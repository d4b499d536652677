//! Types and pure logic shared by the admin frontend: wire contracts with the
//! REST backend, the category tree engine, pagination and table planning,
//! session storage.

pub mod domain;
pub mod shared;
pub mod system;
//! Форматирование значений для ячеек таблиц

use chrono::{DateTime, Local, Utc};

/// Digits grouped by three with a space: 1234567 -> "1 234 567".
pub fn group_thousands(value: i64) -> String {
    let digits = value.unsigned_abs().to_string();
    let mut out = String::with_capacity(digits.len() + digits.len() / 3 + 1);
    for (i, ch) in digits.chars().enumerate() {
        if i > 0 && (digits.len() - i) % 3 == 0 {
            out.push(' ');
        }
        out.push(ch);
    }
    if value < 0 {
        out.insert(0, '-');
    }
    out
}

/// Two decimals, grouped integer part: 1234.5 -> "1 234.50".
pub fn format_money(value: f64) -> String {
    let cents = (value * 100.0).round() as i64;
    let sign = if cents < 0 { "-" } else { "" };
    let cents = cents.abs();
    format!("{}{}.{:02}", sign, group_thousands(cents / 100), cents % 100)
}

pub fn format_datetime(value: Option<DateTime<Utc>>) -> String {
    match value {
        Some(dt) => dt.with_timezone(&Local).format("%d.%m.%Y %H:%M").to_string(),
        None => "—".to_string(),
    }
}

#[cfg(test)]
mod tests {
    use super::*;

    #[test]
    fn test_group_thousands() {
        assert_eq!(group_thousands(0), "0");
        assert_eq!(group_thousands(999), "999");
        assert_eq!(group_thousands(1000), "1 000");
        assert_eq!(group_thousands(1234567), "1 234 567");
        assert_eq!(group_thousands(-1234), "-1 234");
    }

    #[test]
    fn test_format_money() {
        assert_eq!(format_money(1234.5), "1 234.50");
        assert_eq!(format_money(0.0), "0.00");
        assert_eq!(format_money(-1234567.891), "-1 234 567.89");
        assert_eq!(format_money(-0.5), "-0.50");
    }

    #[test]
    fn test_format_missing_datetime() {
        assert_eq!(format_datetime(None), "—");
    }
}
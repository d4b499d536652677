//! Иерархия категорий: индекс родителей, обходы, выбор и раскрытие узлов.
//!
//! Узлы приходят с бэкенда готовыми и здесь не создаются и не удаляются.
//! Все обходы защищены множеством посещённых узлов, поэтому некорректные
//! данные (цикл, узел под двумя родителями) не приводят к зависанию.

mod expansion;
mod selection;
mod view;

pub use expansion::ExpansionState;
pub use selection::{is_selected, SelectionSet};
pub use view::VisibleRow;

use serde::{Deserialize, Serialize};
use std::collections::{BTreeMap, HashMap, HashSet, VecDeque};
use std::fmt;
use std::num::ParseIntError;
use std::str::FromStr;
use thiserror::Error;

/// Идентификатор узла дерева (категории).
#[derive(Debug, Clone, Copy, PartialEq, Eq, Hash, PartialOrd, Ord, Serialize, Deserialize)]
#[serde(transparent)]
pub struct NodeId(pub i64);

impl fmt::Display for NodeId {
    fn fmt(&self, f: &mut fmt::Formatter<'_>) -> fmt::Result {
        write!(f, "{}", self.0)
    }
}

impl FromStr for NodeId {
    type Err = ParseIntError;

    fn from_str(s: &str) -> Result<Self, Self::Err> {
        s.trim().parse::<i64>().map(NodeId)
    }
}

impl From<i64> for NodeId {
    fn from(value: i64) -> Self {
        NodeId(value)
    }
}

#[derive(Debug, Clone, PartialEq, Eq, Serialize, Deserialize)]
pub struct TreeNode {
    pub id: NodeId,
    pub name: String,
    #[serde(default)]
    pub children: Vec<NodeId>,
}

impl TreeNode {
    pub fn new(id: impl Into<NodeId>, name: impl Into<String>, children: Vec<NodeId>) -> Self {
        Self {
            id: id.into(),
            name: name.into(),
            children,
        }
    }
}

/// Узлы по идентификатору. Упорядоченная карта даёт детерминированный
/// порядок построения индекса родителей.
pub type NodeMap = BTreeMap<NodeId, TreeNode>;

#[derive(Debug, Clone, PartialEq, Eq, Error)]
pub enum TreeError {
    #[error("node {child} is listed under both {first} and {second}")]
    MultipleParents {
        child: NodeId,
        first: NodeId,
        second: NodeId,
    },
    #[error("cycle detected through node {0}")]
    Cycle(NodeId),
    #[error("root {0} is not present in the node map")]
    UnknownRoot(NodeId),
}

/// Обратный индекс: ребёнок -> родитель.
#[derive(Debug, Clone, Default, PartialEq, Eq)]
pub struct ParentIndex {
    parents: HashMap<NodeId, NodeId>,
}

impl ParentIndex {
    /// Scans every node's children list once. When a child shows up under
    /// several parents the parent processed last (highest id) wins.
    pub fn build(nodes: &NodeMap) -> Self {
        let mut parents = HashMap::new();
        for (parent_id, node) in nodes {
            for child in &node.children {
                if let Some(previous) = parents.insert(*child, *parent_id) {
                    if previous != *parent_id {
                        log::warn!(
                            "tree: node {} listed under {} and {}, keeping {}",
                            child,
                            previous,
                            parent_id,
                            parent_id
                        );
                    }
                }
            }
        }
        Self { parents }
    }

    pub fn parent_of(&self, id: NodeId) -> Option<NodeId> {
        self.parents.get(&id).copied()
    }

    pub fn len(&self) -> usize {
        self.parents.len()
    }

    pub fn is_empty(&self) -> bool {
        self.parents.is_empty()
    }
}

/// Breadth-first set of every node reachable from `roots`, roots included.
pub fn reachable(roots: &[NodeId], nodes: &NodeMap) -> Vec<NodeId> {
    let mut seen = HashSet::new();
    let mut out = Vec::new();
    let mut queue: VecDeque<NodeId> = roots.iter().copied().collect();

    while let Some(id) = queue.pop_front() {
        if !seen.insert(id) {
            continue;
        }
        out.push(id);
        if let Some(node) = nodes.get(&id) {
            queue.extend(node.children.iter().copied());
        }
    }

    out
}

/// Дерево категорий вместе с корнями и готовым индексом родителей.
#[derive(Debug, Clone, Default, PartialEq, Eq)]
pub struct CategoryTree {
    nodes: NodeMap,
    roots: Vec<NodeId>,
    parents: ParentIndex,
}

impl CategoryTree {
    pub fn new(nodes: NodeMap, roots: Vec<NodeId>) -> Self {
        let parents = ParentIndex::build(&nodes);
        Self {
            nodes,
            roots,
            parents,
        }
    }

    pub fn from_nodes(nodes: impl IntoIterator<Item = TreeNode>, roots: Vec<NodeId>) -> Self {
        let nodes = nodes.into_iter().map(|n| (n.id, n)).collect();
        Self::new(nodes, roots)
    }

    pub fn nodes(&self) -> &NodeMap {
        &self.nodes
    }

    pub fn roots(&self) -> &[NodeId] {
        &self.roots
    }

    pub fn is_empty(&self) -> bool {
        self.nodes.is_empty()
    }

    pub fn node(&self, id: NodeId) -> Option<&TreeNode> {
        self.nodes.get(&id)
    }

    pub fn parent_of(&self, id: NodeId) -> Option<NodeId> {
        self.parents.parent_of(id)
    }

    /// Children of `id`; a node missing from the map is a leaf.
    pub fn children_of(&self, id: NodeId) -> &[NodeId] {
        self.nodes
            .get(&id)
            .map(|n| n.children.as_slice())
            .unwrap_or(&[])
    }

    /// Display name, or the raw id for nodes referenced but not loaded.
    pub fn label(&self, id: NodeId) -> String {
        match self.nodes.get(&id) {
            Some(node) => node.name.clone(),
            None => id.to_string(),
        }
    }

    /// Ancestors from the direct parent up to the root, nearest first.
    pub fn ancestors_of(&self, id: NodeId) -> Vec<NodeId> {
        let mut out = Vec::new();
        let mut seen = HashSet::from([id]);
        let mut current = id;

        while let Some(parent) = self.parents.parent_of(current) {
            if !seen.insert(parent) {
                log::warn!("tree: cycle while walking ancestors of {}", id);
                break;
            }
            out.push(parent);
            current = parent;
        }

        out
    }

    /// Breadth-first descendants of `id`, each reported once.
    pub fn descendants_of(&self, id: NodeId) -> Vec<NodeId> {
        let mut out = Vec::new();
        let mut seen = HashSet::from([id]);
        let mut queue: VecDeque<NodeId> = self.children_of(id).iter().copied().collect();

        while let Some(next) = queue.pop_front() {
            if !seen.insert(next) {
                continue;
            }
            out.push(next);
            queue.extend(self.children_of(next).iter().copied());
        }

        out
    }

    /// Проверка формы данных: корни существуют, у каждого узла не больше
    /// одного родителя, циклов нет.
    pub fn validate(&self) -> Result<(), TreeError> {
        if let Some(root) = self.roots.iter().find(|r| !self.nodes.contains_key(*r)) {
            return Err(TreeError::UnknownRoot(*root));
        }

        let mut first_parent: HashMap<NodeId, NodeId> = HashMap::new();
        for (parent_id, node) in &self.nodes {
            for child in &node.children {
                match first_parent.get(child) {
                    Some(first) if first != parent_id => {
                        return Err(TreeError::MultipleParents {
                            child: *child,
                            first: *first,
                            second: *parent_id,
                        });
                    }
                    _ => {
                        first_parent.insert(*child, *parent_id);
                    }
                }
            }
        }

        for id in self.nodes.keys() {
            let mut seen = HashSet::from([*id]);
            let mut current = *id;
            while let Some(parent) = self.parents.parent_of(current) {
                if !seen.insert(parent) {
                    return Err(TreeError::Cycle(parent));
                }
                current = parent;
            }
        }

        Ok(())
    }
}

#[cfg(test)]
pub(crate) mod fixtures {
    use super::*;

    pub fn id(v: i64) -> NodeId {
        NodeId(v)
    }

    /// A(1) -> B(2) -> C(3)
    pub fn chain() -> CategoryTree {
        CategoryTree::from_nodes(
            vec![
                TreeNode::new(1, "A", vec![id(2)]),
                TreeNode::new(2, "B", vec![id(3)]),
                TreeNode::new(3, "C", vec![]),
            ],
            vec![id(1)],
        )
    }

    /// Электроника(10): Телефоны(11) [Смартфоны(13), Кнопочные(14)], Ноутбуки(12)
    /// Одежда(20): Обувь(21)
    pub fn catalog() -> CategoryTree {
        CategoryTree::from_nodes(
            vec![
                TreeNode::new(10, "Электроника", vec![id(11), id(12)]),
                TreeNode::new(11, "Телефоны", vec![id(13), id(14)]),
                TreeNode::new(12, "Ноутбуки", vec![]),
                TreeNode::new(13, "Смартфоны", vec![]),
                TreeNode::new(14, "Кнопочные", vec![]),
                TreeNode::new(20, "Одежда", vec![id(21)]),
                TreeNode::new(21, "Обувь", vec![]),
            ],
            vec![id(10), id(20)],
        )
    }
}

***

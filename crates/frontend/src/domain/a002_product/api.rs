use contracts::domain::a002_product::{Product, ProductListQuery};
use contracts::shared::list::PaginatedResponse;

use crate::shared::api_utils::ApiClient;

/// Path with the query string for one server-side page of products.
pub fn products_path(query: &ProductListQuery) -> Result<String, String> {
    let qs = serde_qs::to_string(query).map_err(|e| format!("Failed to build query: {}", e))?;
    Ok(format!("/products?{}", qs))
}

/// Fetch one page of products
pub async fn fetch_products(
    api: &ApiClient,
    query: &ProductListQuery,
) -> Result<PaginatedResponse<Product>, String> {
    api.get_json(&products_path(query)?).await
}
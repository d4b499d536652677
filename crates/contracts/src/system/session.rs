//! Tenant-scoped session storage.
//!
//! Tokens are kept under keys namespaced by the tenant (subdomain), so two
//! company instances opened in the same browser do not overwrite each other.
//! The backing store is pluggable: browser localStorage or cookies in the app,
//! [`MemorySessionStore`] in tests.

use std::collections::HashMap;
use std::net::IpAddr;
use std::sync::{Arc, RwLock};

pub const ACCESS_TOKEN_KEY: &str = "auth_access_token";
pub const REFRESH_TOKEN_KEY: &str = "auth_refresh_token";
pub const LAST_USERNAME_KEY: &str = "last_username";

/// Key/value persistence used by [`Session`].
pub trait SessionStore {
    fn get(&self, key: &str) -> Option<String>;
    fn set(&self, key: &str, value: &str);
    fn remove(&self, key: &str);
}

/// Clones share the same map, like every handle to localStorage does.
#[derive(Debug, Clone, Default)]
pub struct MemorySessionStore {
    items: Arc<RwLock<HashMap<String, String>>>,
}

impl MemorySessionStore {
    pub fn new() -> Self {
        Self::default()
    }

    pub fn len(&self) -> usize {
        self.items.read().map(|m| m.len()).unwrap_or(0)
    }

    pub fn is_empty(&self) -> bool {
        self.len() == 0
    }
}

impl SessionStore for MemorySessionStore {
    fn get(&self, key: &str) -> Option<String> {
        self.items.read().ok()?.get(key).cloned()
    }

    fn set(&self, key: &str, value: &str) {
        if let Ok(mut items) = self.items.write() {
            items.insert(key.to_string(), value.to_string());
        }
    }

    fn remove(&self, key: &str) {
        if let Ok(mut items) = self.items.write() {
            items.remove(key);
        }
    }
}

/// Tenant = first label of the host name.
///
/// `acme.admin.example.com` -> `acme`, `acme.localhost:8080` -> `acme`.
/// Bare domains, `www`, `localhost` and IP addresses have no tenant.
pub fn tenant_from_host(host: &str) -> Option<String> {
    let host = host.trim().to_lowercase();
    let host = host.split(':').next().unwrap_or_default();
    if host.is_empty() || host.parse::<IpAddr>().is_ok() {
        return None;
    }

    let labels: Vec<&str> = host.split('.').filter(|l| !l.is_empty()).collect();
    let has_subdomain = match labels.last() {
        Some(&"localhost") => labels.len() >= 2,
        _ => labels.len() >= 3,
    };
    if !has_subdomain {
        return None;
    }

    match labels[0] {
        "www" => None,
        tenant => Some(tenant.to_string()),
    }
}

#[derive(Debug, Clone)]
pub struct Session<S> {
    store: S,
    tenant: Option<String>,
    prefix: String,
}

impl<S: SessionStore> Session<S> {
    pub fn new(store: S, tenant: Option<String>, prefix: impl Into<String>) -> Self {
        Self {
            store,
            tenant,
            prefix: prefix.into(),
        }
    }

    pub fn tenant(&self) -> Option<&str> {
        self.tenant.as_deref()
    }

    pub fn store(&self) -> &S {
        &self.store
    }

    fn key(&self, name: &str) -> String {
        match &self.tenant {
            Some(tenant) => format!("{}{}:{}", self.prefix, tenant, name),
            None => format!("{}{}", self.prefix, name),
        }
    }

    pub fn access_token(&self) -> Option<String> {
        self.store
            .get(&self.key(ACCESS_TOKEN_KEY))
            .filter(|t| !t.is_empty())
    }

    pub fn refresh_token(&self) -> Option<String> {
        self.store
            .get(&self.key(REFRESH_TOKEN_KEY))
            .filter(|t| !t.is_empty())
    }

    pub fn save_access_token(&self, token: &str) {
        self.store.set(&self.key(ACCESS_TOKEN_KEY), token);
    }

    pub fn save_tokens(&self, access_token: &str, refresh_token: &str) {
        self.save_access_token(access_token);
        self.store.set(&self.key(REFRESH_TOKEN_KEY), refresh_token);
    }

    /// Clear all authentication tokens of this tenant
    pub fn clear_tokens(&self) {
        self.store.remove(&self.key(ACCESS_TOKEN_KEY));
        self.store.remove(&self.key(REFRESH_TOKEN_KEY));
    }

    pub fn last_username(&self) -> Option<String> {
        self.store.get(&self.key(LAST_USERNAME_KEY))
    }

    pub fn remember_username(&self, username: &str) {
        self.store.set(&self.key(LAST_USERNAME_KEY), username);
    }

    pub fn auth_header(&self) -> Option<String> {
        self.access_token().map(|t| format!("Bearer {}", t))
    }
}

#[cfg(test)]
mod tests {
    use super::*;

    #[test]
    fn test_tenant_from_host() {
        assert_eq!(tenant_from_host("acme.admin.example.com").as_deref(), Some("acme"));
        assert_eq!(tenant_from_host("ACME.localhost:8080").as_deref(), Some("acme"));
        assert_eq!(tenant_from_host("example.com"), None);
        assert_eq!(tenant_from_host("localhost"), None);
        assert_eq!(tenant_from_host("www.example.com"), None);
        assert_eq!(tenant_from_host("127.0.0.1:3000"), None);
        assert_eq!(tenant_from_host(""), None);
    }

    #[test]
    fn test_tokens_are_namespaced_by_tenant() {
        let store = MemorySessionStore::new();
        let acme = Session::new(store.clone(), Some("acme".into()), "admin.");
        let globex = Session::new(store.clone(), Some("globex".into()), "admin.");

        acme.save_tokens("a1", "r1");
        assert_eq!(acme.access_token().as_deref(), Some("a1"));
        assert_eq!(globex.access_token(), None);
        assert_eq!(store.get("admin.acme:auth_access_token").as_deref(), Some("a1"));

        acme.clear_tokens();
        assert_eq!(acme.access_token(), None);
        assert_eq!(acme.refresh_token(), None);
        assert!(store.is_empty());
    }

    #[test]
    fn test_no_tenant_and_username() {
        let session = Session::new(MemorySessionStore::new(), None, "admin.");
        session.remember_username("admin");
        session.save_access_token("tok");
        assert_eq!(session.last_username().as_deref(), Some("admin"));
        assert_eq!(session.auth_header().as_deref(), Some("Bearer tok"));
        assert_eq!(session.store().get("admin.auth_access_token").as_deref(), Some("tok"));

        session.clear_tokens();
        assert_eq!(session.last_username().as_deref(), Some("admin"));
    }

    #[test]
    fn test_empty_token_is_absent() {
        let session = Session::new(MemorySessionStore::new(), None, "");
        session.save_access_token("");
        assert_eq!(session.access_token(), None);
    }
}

***

**What you have to do:** For the listing above, print only the lines starting at the line containing "out.push(next);" and ending at the line containing "let mut current = *id;", exactly, both included.

**Solution:**
            out.push(next);
            queue.extend(self.children_of(next).iter().copied());
        }

        out
    }

    /// Проверка формы данных: корни существуют, у каждого узла не больше
    /// одного родителя, циклов нет.
    pub fn validate(&self) -> Result<(), TreeError> {
        if let Some(root) = self.roots.iter().find(|r| !self.nodes.contains_key(*r)) {
            return Err(TreeError::UnknownRoot(*root));
        }

        let mut first_parent: HashMap<NodeId, NodeId> = HashMap::new();
        for (parent_id, node) in &self.nodes {
            for child in &node.children {
                match first_parent.get(child) {
                    Some(first) if first != parent_id => {
                        return Err(TreeError::MultipleParents {
                            child: *child,
                            first: *first,
                            second: *parent_id,
                        });
                    }
                    _ => {
                        first_parent.insert(*child, *parent_id);
                    }
                }
            }
        }

        for id in self.nodes.keys() {
            let mut seen = HashSet::from([*id]);
            let mut current = *id;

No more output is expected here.